Suppose we want to query this on normal search engines (what are abnormal search engines?!), we would probably write (disregarding useless advanced search options):
Search: “video release” XYZ -some-date-
Can we make it more specific? Probably we can, but the point is that there is no relationship between “video release” and XYZ whatsoever.
What could be a better query? How about using SQL-like queries to make our searches more specific?
It is possible and that is what semantic web, ontologies and a whole bag of technologies deal with. I am surely not going into the depths with these terminologies in this blog entry, but would like to hint on what modern searches could be like.
While modern English language interpretation would probably take a while to develop (we as SE's know the problem inherent in natural languages right?), it would surely be possible to develop a search engine which would be able to perform SQL-like queries.

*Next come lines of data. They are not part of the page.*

//! Render sessions: one engine instance plus its cached movie metadata.

use std::sync::atomic::{AtomicBool, AtomicU64, Ordering};

use tokio::sync::OnceCell;

use framecast_common::config::ReadinessPolicy;
use framecast_common::error::{FramecastError, FramecastResult};

use crate::engine::{ClipRect, EngineInstance, LaunchOptions, RenderEngine};
use crate::movie::{Frame, MovieInfo};
use crate::page::{
    parse_fallback_probe, parse_ready_probe, seek_expression, Capture, FALLBACK_PROBE,
    READY_PROBE,
};

/// Parameters for opening a session.
#[derive(Debug, Clone, Copy, Default)]
pub struct SessionOptions {
    pub launch: LaunchOptions,
    pub readiness: ReadinessPolicy,
}

/// A loaded document inside one engine instance.
///
/// At most one frame render may be in flight at a time; a second call while
/// one is pending fails with [`FramecastError::ConcurrentRender`] instead of
/// queueing.
pub struct RenderSession {
    id: u64,
    url: String,
    instance: Box<dyn EngineInstance>,
    readiness: ReadinessPolicy,
    info: OnceCell<MovieInfo>,
    rendering: AtomicBool,
    in_flight: AtomicU64,
    closed: AtomicBool,
}

impl std::fmt::Debug for RenderSession {
    fn fmt(&self, f: &mut std::fmt::Formatter<'_>) -> std::fmt::Result {
        f.debug_struct("RenderSession")
            .field("id", &self.id)
            .field("url", &self.url)
            .field("info", &self.info.get())
            .field("rendering", &self.rendering.load(Ordering::SeqCst))
            .field("closed", &self.closed.load(Ordering::SeqCst))
            .finish()
    }
}

impl RenderSession {
    /// Launch an engine instance and navigate it to `url`.
    ///
    /// If navigation fails the instance is closed before the error is
    /// returned.
    pub async fn open(
        engine: &dyn RenderEngine,
        id: u64,
        url: &str,
        options: &SessionOptions,
    ) -> FramecastResult<Self> {
        tracing::info!(session_id = id, engine = engine.name(), url, "Opening render session");

        let instance = engine.launch(&options.launch).await.map_err(|e| match e {
            FramecastError::Launch { .. } => e,
            other => FramecastError::launch(other.to_string()),
        })?;

        if let Err(e) = instance.navigate(url).await {
            if let Err(close_err) = instance.close().await {
                tracing::warn!(session_id = id, error = %close_err, "Failed to close instance after navigation error");
            }
            return Err(match e {
                FramecastError::Navigation { .. } => e,
                other => FramecastError::navigation(url, other.to_string()),
            });
        }

        tracing::debug!(session_id = id, "Navigation complete");

        Ok(Self {
            id,
            url: url.to_string(),
            instance,
            readiness: options.readiness,
            info: OnceCell::new(),
            rendering: AtomicBool::new(false),
            in_flight: AtomicU64::new(0),
            closed: AtomicBool::new(false),
        })
    }

    pub fn id(&self) -> u64 {
        self.id
    }

    pub fn is_closed(&self) -> bool {
        self.closed.load(Ordering::SeqCst)
    }

    /// Whether a frame render is currently in flight.
    pub fn is_rendering(&self) -> bool {
        self.rendering.load(Ordering::SeqCst)
    }

    /// Movie metadata, polled from the document on first use and cached for
    /// the life of the session. Concurrent callers share one poll sequence.
    pub async fn info(&self) -> FramecastResult<MovieInfo> {
        self.info
            .get_or_try_init(|| self.poll_info())
            .await
            .copied()
    }

    async fn poll_info(&self) -> FramecastResult<MovieInfo> {
        self.ensure_open()?;
        let polls = self.readiness.max_polls();

        for attempt in 1..=polls {
            let value = self.instance.evaluate(READY_PROBE).await?;
            if let Some(info) = parse_ready_probe(value)? {
                info.validate()?;
                tracing::info!(
                    session_id = self.id,
                    width = info.width,
                    height = info.height,
                    fps = info.fps,
                    frame_count = info.frame_count,
                    attempt,
                    "Movie ready"
                );
                return Ok(info);
            }
            if attempt < polls {
                tokio::time::sleep(self.readiness.poll_interval()).await;
            }
        }

        tracing::warn!(
            session_id = self.id,
            timeout_ms = self.readiness.timeout_ms,
            "Document never reported ready; measuring stage element"
        );
        let value = self.instance.evaluate(FALLBACK_PROBE).await?;
        let info = parse_fallback_probe(value)?;
        tracing::warn!(
            session_id = self.id,
            width = info.width,
            height = info.height,
            fps = info.fps,
            frame_count = info.frame_count,
            "Using measured movie metadata"
        );
        Ok(info)
    }

    /// Seek the document to `index` and capture it.
    pub async fn render_frame(&self, index: u64) -> FramecastResult<Frame> {
        let _guard = RenderGuard::acquire(self, index)?;
        self.ensure_open()?;

        let info = self.info().await?;
        let value = self.instance.evaluate(&seek_expression(index)).await?;
        let bytes = match Capture::from_seek_result(value)? {
            Capture::InlineImage(bytes) => bytes,
            Capture::ScreenshotRequired => {
                self.instance
                    .screenshot(ClipRect::from_size(info.width, info.height))
                    .await?
            }
        };

        tracing::debug!(session_id = self.id, frame = index, bytes = bytes.len(), "Frame captured");
        Ok(Frame { index, bytes })
    }

    /// Release the engine instance. Idempotent; failures are logged.
    pub async fn close(&self) {
        if self.closed.swap(true, Ordering::SeqCst) {
            return;
        }
        match self.instance.close().await {
            Ok(()) => tracing::info!(session_id = self.id, "Render session closed"),
            Err(e) => tracing::warn!(session_id = self.id, error = %e, "Failed to close render session"),
        }
    }

    fn ensure_open(&self) -> FramecastResult<()> {
        if self.is_closed() {
            return Err(FramecastError::engine(format!(
                "session {} is closed",
                self.id
            )));
        }
        Ok(())
    }
}

/// Busy flag held for the duration of one render.
struct RenderGuard<'a> {
    session: &'a RenderSession,
}

impl<'a> RenderGuard<'a> {
    fn acquire(session: &'a RenderSession, index: u64) -> FramecastResult<Self> {
        if session
            .rendering
            .compare_exchange(false, true, Ordering::SeqCst, Ordering::SeqCst)
            .is_err()
        {
            return Err(FramecastError::ConcurrentRender {
                session_id: session.id,
                requested: index,
                in_flight: session.in_flight.load(Ordering::SeqCst),
            });
        }
        session.in_flight.store(index, Ordering::SeqCst);
        Ok(Self { session })
    }
}

impl Drop for RenderGuard<'_> {
    fn drop(&mut self) {
        self.session.rendering.store(false, Ordering::SeqCst);
    }
}

#[cfg(test)]
mod tests {
    use super::*;
    use crate::testing::{Script, ScriptedEngine};
    use std::sync::Arc;
    use std::time::Duration;

    fn movie() -> MovieInfo {
        MovieInfo {
            width: 320,
            height: 240,
            fps: 30.0,
            frame_count: 5,
        }
    }

    fn fast_options() -> SessionOptions {
        SessionOptions {
            launch: LaunchOptions::default(),
            readiness: ReadinessPolicy {
                poll_interval_ms: 5,
                timeout_ms: 50,
            },
        }
    }

    #[tokio::test]
    async fn info_is_polled_once_and_cached() {
        let engine = ScriptedEngine::new(Script::new(movie()).ready_after(3));
        let session = RenderSession::open(&engine, 1, "http://movie", &fast_options())
            .await
            .unwrap();

        let first = session.info().await.unwrap();
        let second = session.info().await.unwrap();

        assert_eq!(first, movie());
        assert_eq!(first, second);
        // three null answers then the ready one; the second call adds nothing
        assert_eq!(engine.counters().ready_probes(), 4);
        assert_eq!(engine.counters().fallback_probes(), 0);
    }

    #[tokio::test]
    async fn concurrent_info_calls_share_one_poll_sequence() {
        let engine = ScriptedEngine::new(Script::new(movie()).ready_after(2));
        let session = Arc::new(
            RenderSession::open(&engine, 1, "http://movie", &fast_options())
                .await
                .unwrap(),
        );

        let (a, b) = tokio::join!(session.info(), session.info());
        assert_eq!(a.unwrap(), b.unwrap());
        assert_eq!(engine.counters().ready_probes(), 3);
    }

    #[tokio::test]
    async fn falls_back_to_measurement_when_never_ready() {
        let script = Script::new(movie()).never_ready(serde_json::json!({
            "width": 640, "height": 480, "fps": 25, "frameCount": 12
        }));
        let engine = ScriptedEngine::new(script);
        let session = RenderSession::open(&engine, 1, "http://movie", &fast_options())
            .await
            .unwrap();

        let info = session.info().await.unwrap();
        assert_eq!((info.width, info.height), (640, 480));
        assert_eq!(info.frame_count, 12);
        assert_eq!(engine.counters().ready_probes(), 10);
        assert_eq!(engine.counters().fallback_probes(), 1);
    }

    #[tokio::test]
    async fn unusable_fallback_is_a_timeout() {
        let script = Script::new(movie()).never_ready(serde_json::json!({
            "width": 0, "height": 0, "fps": null, "frameCount": null
        }));
        let engine = ScriptedEngine::new(script);
        let session = RenderSession::open(&engine, 1, "http://movie", &fast_options())
            .await
            .unwrap();

        let err = session.info().await.unwrap_err();
        assert!(matches!(err, FramecastError::Timeout { .. }));
    }

    #[tokio::test]
    async fn second_render_on_busy_session_is_rejected() {
        let script = Script::new(movie()).with_latencies(vec![Duration::from_millis(80)]);
        let engine = ScriptedEngine::new(script);
        let session = RenderSession::open(&engine, 7, "http://movie", &fast_options())
            .await
            .unwrap();
        session.info().await.unwrap();

        let (first, second) = tokio::join!(session.render_frame(0), async {
            tokio::time::sleep(Duration::from_millis(10)).await;
            session.render_frame(1).await
        });

        assert_eq!(first.unwrap().index, 0);
        match second.unwrap_err() {
            FramecastError::ConcurrentRender {
                session_id,
                requested,
                in_flight,
            } => {
                assert_eq!(session_id, 7);
                assert_eq!(requested, 1);
                assert_eq!(in_flight, 0);
            }
            other => panic!("unexpected error: {other}"),
        }
        assert!(!session.is_rendering());
        assert_eq!(session.render_frame(1).await.unwrap().index, 1);
    }

    #[tokio::test]
    async fn screenshot_and_inline_paths_yield_the_same_bytes() {
        let shot_engine = ScriptedEngine::new(Script::new(movie()));
        let shot = RenderSession::open(&shot_engine, 1, "http://movie", &fast_options())
            .await
            .unwrap();
        let inline_engine = ScriptedEngine::new(Script::new(movie()).inline_frames());
        let inline = RenderSession::open(&inline_engine, 2, "http://movie", &fast_options())
            .await
            .unwrap();

        let a = shot.render_frame(3).await.unwrap();
        let b = inline.render_frame(3).await.unwrap();
        assert_eq!(a, b);
        assert_eq!(a.bytes, ScriptedEngine::frame_bytes(3));
        assert_eq!(shot_engine.counters().screenshots(), 1);
        assert_eq!(inline_engine.counters().screenshots(), 0);
    }

    #[tokio::test]
    async fn launch_and_navigation_errors_are_classified() {
        let engine = ScriptedEngine::new(Script::new(movie()).failing_launch());
        let err = RenderSession::open(&engine, 1, "http://movie", &fast_options())
            .await
            .unwrap_err();
        assert!(matches!(err, FramecastError::Launch { .. }));

        let engine = ScriptedEngine::new(Script::new(movie()).failing_navigation());
        let err = RenderSession::open(&engine, 1, "http://movie", &fast_options())
            .await
            .unwrap_err();
        assert!(matches!(err, FramecastError::Navigation { .. }));
        assert_eq!(engine.counters().closes(), 1);
    }

    #[tokio::test]
    async fn close_is_idempotent_and_blocks_rendering() {
        let engine = ScriptedEngine::new(Script::new(movie()));
        let session = RenderSession::open(&engine, 1, "http://movie", &fast_options())
            .await
            .unwrap();

        session.close().await;
        session.close().await;
        assert!(session.is_closed());
        assert_eq!(engine.counters().closes(), 1);
        assert!(session.render_frame(0).await.is_err());
    }
}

For ex, it might be possible to put forth a query such as:
ALL(dom(video)) WHERE (video.leadrole=XYZ AND video.releasedate< -some-date- AND video.releaselocation=INDIA AND !video.actor=ABC) While whatever I have written above is directly off my mind (without any analysis whatsoever), it makes perfect sense right? It would mean: "Get me all the video releases which have XYZ as lead role and the release date is less than -some-date- and the release location is INDIA and it does not have ABC as an actor in it." The result? It might vary. While search engines might show a list of relevant sites as they do now, they could also take us directly to some particular relevant site as in "I am feeling lucky" of Google. (Then there would be more lucky people around 🙂 ) How's that? Amuzed? I surely am. And what's this going to use in the backend? XML of course. In fact there is an ontology language by name OWL, which is based on RDF, which is based on XML! And finally an update on the new search/RSS tools: A ticker from Yahoo – This ticker is able to present all the news feeds in box in your taskbar. So there is no need to view the RSS feeds in browsers. It is also able to show you the feeds present in your My-Yahoo page. Just let it tick…
I also hit upon another search engine called Mooter, which arranges the search results in clusters. Worth giving a try.
Eurekster – a group search engine, which learns from previously made queries.
And a last one in the list is, MyGoogleSearch, which is able to “guess” and extract keywords from a “similar” web-site. Not quite accurate, but worth giving a try.